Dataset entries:
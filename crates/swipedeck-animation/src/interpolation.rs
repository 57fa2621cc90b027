//! Piecewise-linear mapping of an animated value onto a visual property.

use std::fmt;

use smallvec::SmallVec;

/// What happens to inputs outside the first or last stop.
#[derive(Debug, Clone, Copy, PartialEq, Eq, Default)]
pub enum Extrapolate {
    /// Keep following the outermost segment.
    #[default]
    Extend,
    /// Hold the outermost output.
    Clamp,
}

#[derive(Debug, Clone, PartialEq)]
pub enum InterpolationError {
    LengthMismatch { input: usize, output: usize },
    TooFewStops { len: usize },
    NotIncreasing { index: usize },
    NonFinite,
}

impl fmt::Display for InterpolationError {
    fn fmt(&self, f: &mut fmt::Formatter<'_>) -> fmt::Result {
        match self {
            InterpolationError::LengthMismatch { input, output } => write!(
                f,
                "input range has {input} stops but output range has {output}"
            ),
            InterpolationError::TooFewStops { len } => {
                write!(f, "interpolation needs at least 2 stops, got {len}")
            }
            InterpolationError::NotIncreasing { index } => {
                write!(f, "input range must be strictly increasing (stop {index})")
            }
            InterpolationError::NonFinite => write!(f, "interpolation stops must be finite"),
        }
    }
}

impl std::error::Error for InterpolationError {}

/// A validated input range → output range mapping.
#[derive(Debug, Clone, PartialEq)]
pub struct Interpolation {
    input: SmallVec<[f32; 4]>,
    output: SmallVec<[f32; 4]>,
    extrapolate: Extrapolate,
}

impl Interpolation {
    pub fn new(input: &[f32], output: &[f32]) -> Result<Self, InterpolationError> {
        if input.len() != output.len() {
            return Err(InterpolationError::LengthMismatch {
                input: input.len(),
                output: output.len(),
            });
        }
        if input.len() < 2 {
            return Err(InterpolationError::TooFewStops { len: input.len() });
        }
        if input.iter().chain(output).any(|stop| !stop.is_finite()) {
            return Err(InterpolationError::NonFinite);
        }
        if let Some(index) = input.windows(2).position(|pair| pair[1] <= pair[0]) {
            return Err(InterpolationError::NotIncreasing { index: index + 1 });
        }
        Ok(Self {
            input: SmallVec::from_slice(input),
            output: SmallVec::from_slice(output),
            extrapolate: Extrapolate::default(),
        })
    }

    pub fn with_extrapolate(mut self, extrapolate: Extrapolate) -> Self {
        self.extrapolate = extrapolate;
        self
    }

    pub fn extrapolate(&self) -> Extrapolate {
        self.extrapolate
    }

    pub fn input_range(&self) -> &[f32] {
        &self.input
    }

    pub fn output_range(&self) -> &[f32] {
        &self.output
    }

    pub fn map(&self, value: f32) -> f32 {
        let last = self.input.len() - 1;
        if self.extrapolate == Extrapolate::Clamp {
            if value <= self.input[0] {
                return self.output[0];
            }
            if value >= self.input[last] {
                return self.output[last];
            }
        }

        // Segment whose upper stop is the first one above `value`, outermost otherwise.
        let upper = self.input[1..last]
            .iter()
            .position(|&stop| value < stop)
            .map_or(last, |offset| offset + 1);
        let lower = upper - 1;

        let span = self.input[upper] - self.input[lower];
        let fraction = (value - self.input[lower]) / span;
        self.output[lower] + (self.output[upper] - self.output[lower]) * fraction
    }
}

◆ ASSIGNMENT
Collect each line of the entries that has the word "TooFewStops", copying it in full.

◆ OUTPUT OF THE TASK
    TooFewStops { len: usize },
            InterpolationError::TooFewStops { len } => {
            return Err(InterpolationError::TooFewStops { len: input.len() });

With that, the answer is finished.